Question

CNV calling on targeted sequencing. Filter based on distance to target?

0

Entering edit mode

2.0 years ago

RNG_Daemon ▴ 20

I did some CNV on a targeted sequencing run. I was provided with a panel that contained a "SNP-Backbone", meaning 2000 targets more or less evenly distributed over the genome. I did the calling using CNVKit and PureCN. One aspect of the calling process is the segmentation, where adjacent targets are merged into one segment. This can lead to the calling considering a region (segment) lost/deleted, even though it is only supported by two targets that are millions of base pairs away. In the image below, the "Panel" shows the location of the targets. The "CNV_Freq" shows a large deletion spanning the centromer, which doesn't really make sense, but its surrounding target regions are deleted, so it is deleted as well

result of CNV calling for one chromosome

I am aware, that there is no real reason around this issue, but would it make sense to filter, for example gene losses, based on distance to the next target? The further away, the less reliable?

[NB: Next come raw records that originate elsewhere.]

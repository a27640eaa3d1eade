use javelin_binder::{BindOptions, BindResult, bind};
use javelin_classpath::stubs::CoreStubs;
use javelin_common::DiagnosticKind;
use javelin_model::{
    AccessFlags, Const, Names, PrimTy, Retention, SourceKind, TargetSet, Type, TypeBoundClass,
};
use javelin_parser::parse_compilation_unit;
use std::sync::Arc;

fn bind_files(sources: &[(&str, &str)]) -> (Names, BindResult) {
    let names = Names::new();
    let units: Vec<_> = sources
        .iter()
        .map(|(file, text)| parse_compilation_unit(file, text).expect("parse failure"))
        .collect();
    let stubs = CoreStubs::new();
    let result = bind(&units, &names, &stubs, BindOptions::default());
    (names, result)
}

fn bind_one(text: &str) -> (Names, BindResult) {
    bind_files(&[("Test.java", text)])
}

fn class<'r>(names: &Names, result: &'r BindResult, binary: &str) -> &'r Arc<TypeBoundClass> {
    result
        .classes
        .get(&names.class(binary))
        .unwrap_or_else(|| panic!("class {binary} not bound"))
}

fn kinds(result: &BindResult) -> Vec<DiagnosticKind> {
    result.diagnostics.iter().map(|d| d.kind.clone()).collect()
}

#[test]
fn plain_class_binds_and_folds() {
    let (names, result) = bind_one("class A { int x = 1 + 2; }");
    assert!(!result.diagnostics.has_errors());
    let a = class(&names, &result, "A");
    assert_eq!(a.kind, SourceKind::Class);
    assert_eq!(
        a.supertype.as_ref().and_then(|t| t.class_sym()),
        Some(names.class("java/lang/Object"))
    );
    let x = a.field("x").expect("field x");
    assert!(x.ty.same_type(&Type::Primitive(PrimTy::Int, Vec::new())));
    assert_eq!(x.constant, Some(Const::Int(3)));
}

#[test]
fn constants_fold_across_classes_and_units() {
    let (names, result) = bind_files(&[
        ("A.java", "package p; public class A { public static final int X = 2; }"),
        ("B.java", "package p; class B { static final int Y = A.X * 10; static final String S = \"v=\" + Y; }"),
    ]);
    assert!(!result.diagnostics.has_errors());
    let b = class(&names, &result, "p/B");
    assert_eq!(b.field("Y").unwrap().constant, Some(Const::Int(20)));
    assert_eq!(
        b.field("S").unwrap().constant,
        Some(Const::Str("v=20".to_string()))
    );
}

#[test]
fn constant_narrowing_to_declared_type() {
    let (names, result) = bind_one(
        "class C { static final byte B = 1 + 2; static final long L = 7; static final double D = 3; static final char CH = 65; }",
    );
    let c = class(&names, &result, "C");
    assert_eq!(c.field("B").unwrap().constant, Some(Const::Byte(3)));
    assert_eq!(c.field("L").unwrap().constant, Some(Const::Long(7)));
    assert_eq!(c.field("D").unwrap().constant, Some(Const::Double(3.0)));
    assert_eq!(c.field("CH").unwrap().constant, Some(Const::Char(65)));
}

#[test]
fn cyclic_constants_are_reported() {
    let (_names, result) =
        bind_one("class C { static final int A = B + 1; static final int B = A + 1; }");
    assert!(
        kinds(&result)
            .iter()
            .any(|k| matches!(k, DiagnosticKind::CyclicConstant(_)))
    );
}

#[test]
fn cyclic_inheritance_is_cut() {
    let (names, result) = bind_one("class A extends B {} class B extends A {}");
    assert!(
        kinds(&result)
            .iter()
            .any(|k| matches!(k, DiagnosticKind::CyclicInheritance(_)))
    );
    // The cycle was cut back to Object somewhere, so supertype chains
    // terminate.
    let a = class(&names, &result, "A");
    let b = class(&names, &result, "B");
    let object = names.class("java/lang/Object");
    assert!(
        a.supertype.as_ref().and_then(|t| t.class_sym()) == Some(object)
            || b.supertype.as_ref().and_then(|t| t.class_sym()) == Some(object)
    );
}

#[test]
fn generics_bind_with_bounds() {
    let (names, result) =
        bind_one("class P<K extends Comparable<K>, V> { K k; V v; java.util.List<V> list; }");
    assert!(!result.diagnostics.has_errors());
    let p = class(&names, &result, "P");
    assert_eq!(p.type_params.len(), 2);
    assert_eq!(p.type_params[0].bounds.len(), 1);
    let k = p.field("k").expect("field k");
    assert!(matches!(k.ty, Type::TyVar(sym, _) if sym == p.type_params[0].sym));
    let list = p.field("list").expect("field list");
    let Type::Class(list_ty) = &list.ty else {
        panic!("expected class type");
    };
    assert_eq!(list_ty.sym(), names.class("java/util/List"));
    assert_eq!(list_ty.path[0].args.len(), 1);
}

#[test]
fn imports_resolve() {
    let (names, result) = bind_files(&[
        ("lib.java", "package lib; public class Helper { public static final int K = 5; }"),
        (
            "use1.java",
            "package app; import lib.Helper; class One { Helper h; static final int N = Helper.K; }",
        ),
        ("use2.java", "package app; import lib.*; class Two { Helper h; }"),
        ("use3.java", "package app; class Three { String s; }"),
        (
            "use4.java",
            "package app; import static lib.Helper.K; class Four { static final int M = K + 1; }",
        ),
    ]);
    assert!(!result.diagnostics.has_errors(), "{:?}", kinds(&result));
    let one = class(&names, &result, "app/One");
    assert_eq!(
        one.field("h").unwrap().ty.class_sym(),
        Some(names.class("lib/Helper"))
    );
    assert_eq!(one.field("N").unwrap().constant, Some(Const::Int(5)));
    let two = class(&names, &result, "app/Two");
    assert_eq!(
        two.field("h").unwrap().ty.class_sym(),
        Some(names.class("lib/Helper"))
    );
    // Implicit java.lang.*.
    let three = class(&names, &result, "app/Three");
    assert_eq!(
        three.field("s").unwrap().ty.class_sym(),
        Some(names.class("java/lang/String"))
    );
    let four = class(&names, &result, "app/Four");
    assert_eq!(four.field("M").unwrap().constant, Some(Const::Int(6)));
}

#[test]
fn unresolved_supertype_defaults_to_object() {
    let (names, result) = bind_one("class A extends DoesNotExist {}");
    assert!(
        kinds(&result)
            .iter()
            .any(|k| matches!(k, DiagnosticKind::CannotResolve(_)))
    );
    let a = class(&names, &result, "A");
    assert_eq!(
        a.supertype.as_ref().and_then(|t| t.class_sym()),
        Some(names.class("java/lang/Object"))
    );
}

#[test]
fn nested_classes_and_member_scope() {
    let (names, result) = bind_one(
        "class Outer { static class Mid { class Inner {} } Mid m; Mid.Inner i; }",
    );
    assert!(!result.diagnostics.has_errors(), "{:?}", kinds(&result));
    let outer = class(&names, &result, "Outer");
    assert_eq!(outer.children.len(), 1);
    let mid = class(&names, &result, "Outer$Mid");
    assert_eq!(mid.owner, Some(names.class("Outer")));
    assert!(mid.access.contains(AccessFlags::STATIC));
    let inner = class(&names, &result, "Outer$Mid$Inner");
    assert_eq!(inner.owner, Some(names.class("Outer$Mid")));
    assert!(!inner.access.contains(AccessFlags::STATIC));
    assert_eq!(
        outer.field("i").unwrap().ty.class_sym(),
        Some(names.class("Outer$Mid$Inner"))
    );
}

#[test]
fn inherited_nested_types_are_in_scope() {
    let (names, result) = bind_files(&[(
        "T.java",
        "class Base { static class Nested {} } class Sub extends Base { Nested n; }",
    )]);
    assert!(!result.diagnostics.has_errors(), "{:?}", kinds(&result));
    let sub = class(&names, &result, "Sub");
    assert_eq!(
        sub.field("n").unwrap().ty.class_sym(),
        Some(names.class("Base$Nested"))
    );
}

#[test]
fn enums_synthesize_members() {
    let (names, result) = bind_one("enum E { A, B }");
    assert!(!result.diagnostics.has_errors());
    let e = class(&names, &result, "E");
    assert_eq!(e.kind, SourceKind::Enum);
    assert!(e.access.contains(AccessFlags::ENUM | AccessFlags::FINAL));
    let a = e.field("A").expect("constant A");
    assert!(a.access.contains(AccessFlags::ENUM | AccessFlags::STATIC));
    assert_eq!(a.ty.class_sym(), Some(names.class("E")));
    // Enum<E> supertype with the self type argument.
    let Type::Class(supertype) = e.supertype.as_ref().unwrap() else {
        panic!("expected class supertype");
    };
    assert_eq!(supertype.sym(), names.class("java/lang/Enum"));
    assert_eq!(supertype.path[0].args.len(), 1);
    assert!(e.methods.iter().any(|m| m.name == "values"));
    assert!(e.methods.iter().any(|m| m.name == "valueOf"));
}

#[test]
fn records_synthesize_members() {
    let (names, result) = bind_one("record Point(int x, int y) {}");
    assert!(!result.diagnostics.has_errors());
    let point = class(&names, &result, "Point");
    assert_eq!(point.kind, SourceKind::Record);
    assert_eq!(point.components.len(), 2);
    assert!(point.field("x").unwrap().access.contains(AccessFlags::PRIVATE));
    let ctor = point
        .methods
        .iter()
        .find(|m| m.name == "<init>")
        .expect("canonical constructor");
    assert_eq!(ctor.params.len(), 2);
    assert!(point.methods.iter().any(|m| m.name == "x" && m.params.is_empty()));
    assert!(point.methods.iter().any(|m| m.name == "equals"));
    assert_eq!(
        point.supertype.as_ref().and_then(|t| t.class_sym()),
        Some(names.class("java/lang/Record"))
    );
}

#[test]
fn interface_members_get_implicit_flags() {
    let (names, result) = bind_one(
        "interface I { int F = 1; void m(); default void d() {} static void s() {} }",
    );
    let i = class(&names, &result, "I");
    let f = i.field("F").unwrap();
    assert!(f.access.contains(
        AccessFlags::PUBLIC | AccessFlags::STATIC | AccessFlags::FINAL
    ));
    assert_eq!(f.constant, Some(Const::Int(1)));
    let m = i.methods.iter().find(|m| m.name == "m").unwrap();
    assert!(m.access.contains(AccessFlags::PUBLIC | AccessFlags::ABSTRACT));
    let d = i.methods.iter().find(|m| m.name == "d").unwrap();
    assert!(d.access.contains(AccessFlags::DEFAULT_METHOD));
    assert!(!d.access.contains(AccessFlags::ABSTRACT));
}

#[test]
fn sealed_permits_checks() {
    let (_names, result) = bind_files(&[(
        "S.java",
        "sealed interface I permits A {} final class A implements I {} class B implements I {}",
    )]);
    // B implements a sealed interface without permission.
    assert!(
        kinds(&result)
            .iter()
            .any(|k| matches!(k, DiagnosticKind::BadSealedPermits(_)))
    );
}

#[test]
fn sealed_permits_inference_from_unit() {
    let (names, result) = bind_files(&[(
        "S.java",
        "sealed class Shape {} final class Circle extends Shape {} final class Square extends Shape {}",
    )]);
    assert!(!result.diagnostics.has_errors(), "{:?}", kinds(&result));
    let shape = class(&names, &result, "Shape");
    assert_eq!(shape.permits.len(), 2);
}

#[test]
fn non_sealed_requires_sealed_supertype() {
    let (_names, result) = bind_one("class Base {} non-sealed class Sub extends Base {}");
    assert!(
        kinds(&result)
            .iter()
            .any(|k| matches!(k, DiagnosticKind::NonSealedRequiresSealed(_)))
    );
}

#[test]
fn annotation_metadata_is_extracted() {
    let (names, result) = bind_one(
        "import java.lang.annotation.*; @Retention(RetentionPolicy.RUNTIME) @Target(ElementType.TYPE_USE) @interface TU { int value() default 3; }",
    );
    assert!(!result.diagnostics.has_errors(), "{:?}", kinds(&result));
    let tu = class(&names, &result, "TU");
    assert_eq!(tu.kind, SourceKind::Annotation);
    let meta = tu.anno_meta.as_ref().expect("metadata");
    assert_eq!(meta.retention, Retention::Runtime);
    assert_eq!(meta.targets, TargetSet::TYPE_USE);
    let value = tu.methods.iter().find(|m| m.name == "value").unwrap();
    assert_eq!(value.default_value, Some(Const::Int(3)));
}

#[test]
fn type_use_annotation_moves_to_the_type() {
    let (names, result) = bind_one(
        "import java.lang.annotation.*; @Retention(RetentionPolicy.RUNTIME) @Target(ElementType.TYPE_USE) @interface TU {} class C { @TU int x; }",
    );
    assert!(!result.diagnostics.has_errors(), "{:?}", kinds(&result));
    let c = class(&names, &result, "C");
    let x = c.field("x").unwrap();
    // Not a declaration annotation; attached to the int type instead.
    assert!(x.annotations.is_empty());
    let Type::Primitive(PrimTy::Int, annos) = &x.ty else {
        panic!("expected int");
    };
    assert_eq!(annos.len(), 1);
    assert_eq!(annos[0].sym, names.class("TU"));
}

#[test]
fn repeatable_annotations_group_into_container() {
    let (names, result) = bind_one(
        "import java.lang.annotation.*; @Retention(RetentionPolicy.RUNTIME) @Repeatable(RS.class) @interface R { int value(); } @Retention(RetentionPolicy.RUNTIME) @interface RS { R[] value(); } @R(1) @R(2) @R(3) class T {}",
    );
    assert!(!result.diagnostics.has_errors(), "{:?}", kinds(&result));
    let t = class(&names, &result, "T");
    assert_eq!(t.annotations.len(), 1);
    let container = &t.annotations[0];
    assert_eq!(container.sym, names.class("RS"));
    let Some(Const::Array(repeats)) = container.value("value") else {
        panic!("expected array value");
    };
    assert_eq!(repeats.len(), 3);
    let values: Vec<_> = repeats
        .iter()
        .map(|c| match c {
            Const::Annotation(anno) => anno.value("value").cloned(),
            _ => None,
        })
        .collect();
    assert_eq!(
        values,
        vec![Some(Const::Int(1)), Some(Const::Int(2)), Some(Const::Int(3))]
    );
}

#[test]
fn enum_constant_annotation_values() {
    let (names, result) = bind_one(
        "import java.lang.annotation.*; enum Color { RED, GREEN } @Retention(RetentionPolicy.RUNTIME) @interface Paint { Color value(); } @Paint(Color.RED) class C {}",
    );
    assert!(!result.diagnostics.has_errors(), "{:?}", kinds(&result));
    let c = class(&names, &result, "C");
    let paint = &c.annotations[0];
    let Some(Const::EnumConst(field)) = paint.value("value") else {
        panic!("expected enum constant");
    };
    assert_eq!(field.owner, names.class("Color"));
    assert_eq!(names.resolve(field.name), "RED");
}

#[test]
fn non_public_cross_package_reference_is_reported() {
    let (_names, result) = bind_files(&[
        ("a.java", "package a; class Hidden {}"),
        ("b.java", "package b; class User { a.Hidden h; }"),
    ]);
    assert!(
        kinds(&result)
            .iter()
            .any(|k| matches!(k, DiagnosticKind::SymbolNotAccessible(_)))
    );
}

#[test]
fn top_level_membership_modifiers_are_rejected() {
    let (names, result) = bind_one("private class P {}");
    assert!(
        kinds(&result)
            .iter()
            .any(|k| matches!(k, DiagnosticKind::UnexpectedModifier(_)))
    );
    // The stray modifier is dropped rather than emitted.
    let p = class(&names, &result, "P");
    assert!(!p.access.contains(AccessFlags::PRIVATE));
}

#[test]
fn module_declarations_bind() {
    let (names, result) = bind_files(&[(
        "module-info.java",
        "module com.example.app { requires transitive java.base; exports com.example.api; }",
    )]);
    let sym = names.class("com/example/app/module-info");
    let module_class = result.classes.get(&sym).expect("module pseudo-class");
    let module = module_class.module.as_ref().expect("module info");
    assert_eq!(module.name, "com.example.app");
    assert!(!module.open);
    assert_eq!(module.requires.len(), 1);
    assert_eq!(module.exports.len(), 1);
    assert_eq!(module.exports[0].0, "com/example/api");
}
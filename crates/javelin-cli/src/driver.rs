//! The compilation driver.

use crate::args::CliArgs;
use crate::output::{self, OutputClass};
use crate::render;
use anyhow::{Context, Result};
use javelin_binder::{BindOptions, FullEnv};
use javelin_classpath::stubs::CoreStubs;
use javelin_classpath::{Classpath, ClasspathEntry};
use javelin_model::{ClassProvider, Names};
use javelin_proc::{ProcessingResult, Processor, SourceFile, run_rounds};
use rayon::prelude::*;
use rustc_hash::FxHashMap;
use std::path::Path;
use tracing::{debug, info, warn};

/// Run a compilation; returns the process exit code.
pub fn compile(args: &CliArgs) -> Result<i32> {
    init_tracing(args.log_level.as_deref());

    let sources = read_sources(args)?;
    let classpath = assemble_classpath(args);
    let names = Names::new();
    let bind_options = BindOptions {
        report_untargeted_annotations: args.report_untargeted_annotations,
    };

    if !args.processors.is_empty() {
        // Processors run compiled-in; the flags are accepted for driver
        // compatibility but nothing is loaded dynamically.
        warn!(
            processors = ?args.processors,
            "no registered processor matches; running without annotation processing"
        );
    }
    let mut processors: Vec<Box<dyn Processor>> = Vec::new();
    let proc_options: FxHashMap<String, String> =
        args.processor_options.iter().cloned().collect();

    let result = run_rounds(
        sources,
        &names,
        &classpath,
        bind_options,
        &mut processors,
        &proc_options,
    );

    let exit = report(args, &result)?;
    if exit != 0 {
        return Ok(exit);
    }
    write_output(args, &result, &names, &classpath)?;
    Ok(0)
}

fn init_tracing(filter: Option<&str>) {
    use tracing_subscriber::EnvFilter;
    let env_filter = match filter {
        Some(filter) => EnvFilter::new(filter),
        None => EnvFilter::from_default_env(),
    };
    // A second init (tests) is fine to ignore.
    let _ = tracing_subscriber::fmt()
        .with_env_filter(env_filter)
        .with_writer(std::io::stderr)
        .try_init();
}

fn read_sources(args: &CliArgs) -> Result<Vec<SourceFile>> {
    args.sources
        .par_iter()
        .map(|path| {
            let text = std::fs::read_to_string(path)
                .with_context(|| format!("reading {}", path.display()))?;
            Ok(SourceFile {
                path: path.display().to_string(),
                text,
            })
        })
        .collect()
}

fn assemble_classpath(args: &CliArgs) -> impl ClassProvider {
    let mut entries = Vec::new();
    for raw in [&args.bootclasspath, &args.classpath].into_iter().flatten() {
        for piece in std::env::split_paths(raw) {
            if piece.as_os_str().is_empty() {
                continue;
            }
            entries.push(ClasspathEntry::for_path(Path::new(&piece)));
        }
    }
    debug!(entries = entries.len(), "classpath assembled");
    CoreStubs::under(Classpath::new(entries))
}

fn report(args: &CliArgs, result: &ProcessingResult) -> Result<i32> {
    let texts: FxHashMap<String, String> = result
        .sources
        .iter()
        .map(|source| (source.path.clone(), source.text.clone()))
        .collect();
    let rendered = render::render(&result.diagnostics, &texts);
    if args.diagnostics_json {
        println!("{}", render::to_json(&rendered));
    } else if !rendered.is_empty() {
        eprint!("{}", render::to_text(&rendered));
    }
    Ok(if result.diagnostics.has_errors() { 1 } else { 0 })
}

fn write_output(
    args: &CliArgs,
    result: &ProcessingResult,
    names: &Names,
    classpath: &dyn ClassProvider,
) -> Result<()> {
    let env = FullEnv {
        classes: &result.bind.classes,
        classpath,
        names,
    };
    let major = args.major_version();

    // Lowering distinct classes is independent; the results are
    // re-sequenced into registration order below.
    let lowered: Vec<_> = result
        .bind
        .classes
        .values()
        .collect::<Vec<_>>()
        .par_iter()
        .map(|class| javelin_lower::lower_class(class, &env, major))
        .collect();

    let module_count = lowered.iter().filter(|cf| cf.module.is_some()).count();
    let classes: Vec<OutputClass> = lowered
        .iter()
        .map(|cf| {
            let bytes = javelin_classfile::write_class(cf)
                .with_context(|| format!("serialising {}", cf.name))?;
            Ok(OutputClass {
                path: output::class_path(cf, module_count),
                bytes,
            })
        })
        .collect::<Result<_>>()?;

    let is_jar = args
        .output
        .extension()
        .is_some_and(|ext| ext.eq_ignore_ascii_case("jar"));
    if is_jar {
        output::write_jar(&args.output, &classes)?;
    } else {
        output::write_directory(&args.output, &classes)?;
    }
    // Generated resources ride along into a class directory only.
    if !is_jar {
        for file in result.generated.iter().filter(|f| !f.is_source) {
            let path = args.output.join(&file.name);
            if let Some(parent) = path.parent() {
                std::fs::create_dir_all(parent)?;
            }
            std::fs::write(path, &file.contents)?;
        }
    }
    info!(
        classes = classes.len(),
        output = %args.output.display(),
        "compilation written"
    );
    Ok(())
}
//! Command-line driver for javelin.
//!
//! Reads sources, assembles the classpath, runs binding (with annotation
//! processing rounds when processors are configured), lowers the bound
//! classes in parallel, and writes a jar or class directory. Diagnostics
//! are sorted by `(file, line, column)` and rendered as text or JSON; the
//! process exits non-zero when any diagnostic has error severity.

#![allow(clippy::print_stderr)]

pub mod args;
pub mod driver;
pub mod output;
pub mod render;

pub use args::CliArgs;
pub use driver::compile;
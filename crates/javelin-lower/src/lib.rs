//! Lowering: bound classes to class files.
//!
//! The lowerer erases types to descriptors, synthesizes generic signatures
//! only where they carry information beyond the descriptor, computes type
//! annotation targets and paths, collects the inner-class and nest tables,
//! and post-processes access flags (nested classes lose `static`,
//! `private` and `strictfp` at the class level and have `protected`
//! promoted to `public`; the original flags live in the `InnerClasses`
//! attribute).

pub mod signatures;
pub mod type_annos;

use javelin_binder::FullEnv;
use javelin_binder::relations::TypeOps;
use javelin_classfile::{
    AnnotationItem, ClassFile, ElemConst, ElementValue, FieldItem, InnerClassItem, MethodItem,
    ModuleItem, RecordComponentItem, TargetInfo, TypeAnnotationItem,
};
use javelin_common::names as bn;
use javelin_model::{
    AccessFlags, AnnoValue, ClassSym, Const, Env, FieldInfo, MethodInfo, ModuleBound, Retention,
    Type, TypeBoundClass,
};
use std::cell::RefCell;
use tracing::trace;

// Module attribute flag bits.
const ACC_OPEN: u16 = 0x0020;
const ACC_TRANSITIVE: u16 = 0x0020;
const ACC_STATIC_PHASE: u16 = 0x0040;
const ACC_MANDATED: u16 = 0x8000;

/// Lower one bound class to its class-file form.
pub fn lower_class(class: &TypeBoundClass, env: &FullEnv<'_>, major: u16) -> ClassFile {
    let lowerer = Lowerer {
        env,
        ops: TypeOps::new(env),
        refs: RefCell::new(Vec::new()),
    };
    lowerer.lower(class, major)
}

pub(crate) struct Lowerer<'e> {
    pub(crate) env: &'e FullEnv<'e>,
    pub(crate) ops: TypeOps<'e>,
    /// Class symbols referenced by emitted descriptors and signatures, in
    /// discovery order; feeds the inner-class table.
    refs: RefCell<Vec<ClassSym>>,
}
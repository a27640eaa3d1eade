//! Phase 6: annotation binding and disambiguation.
//!
//! Declaration-position annotations are ambiguous until their `@Target` is
//! known: `@A int x;` may annotate the field, the type `int`, or both.
//! This phase evaluates them, partitions each by target, groups repeated
//! annotations into their containers, and extracts annotation-declaration
//! metadata (retention, targets, inherited, repeatable).

use crate::phases::Binder;
use crate::resolve::ScopeCtx;
use javelin_common::DiagnosticKind;
use javelin_common::names as bn;
use javelin_model::{
    AnnoValue, AnnotationMetadata, ClassSym, Const, Retention, SourceKind, TargetSet, Type,
    TypeBoundClass,
};
use rustc_hash::FxHashMap;
use std::sync::Arc;
use tracing::trace;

I will admit, that the neighboring targets are rarely "volatile", with one going up and the other one down and then up again.

rna-seq sequencing targeted cnv • 578 views

ADD COMMENT • link updated 2.0 years ago by markus.riester ▴ 550 • written 2.0 years ago by RNG_Daemon ▴ 20

score 1 · Answer 1 · 2022-04-15

1

Entering edit mode

2.0 years ago

markus.riester ▴ 550

I think the easiest and probably cleanest way is to treat these large gaps as missing data. That’s what I do in the PureCN internal normalization and PSCBS segmentation. You essentially force breakpoints at the beginning and end of the gaps so that the segment means don’t influence each other.

ADD COMMENT • link 2.0 years ago by markus.riester ▴ 550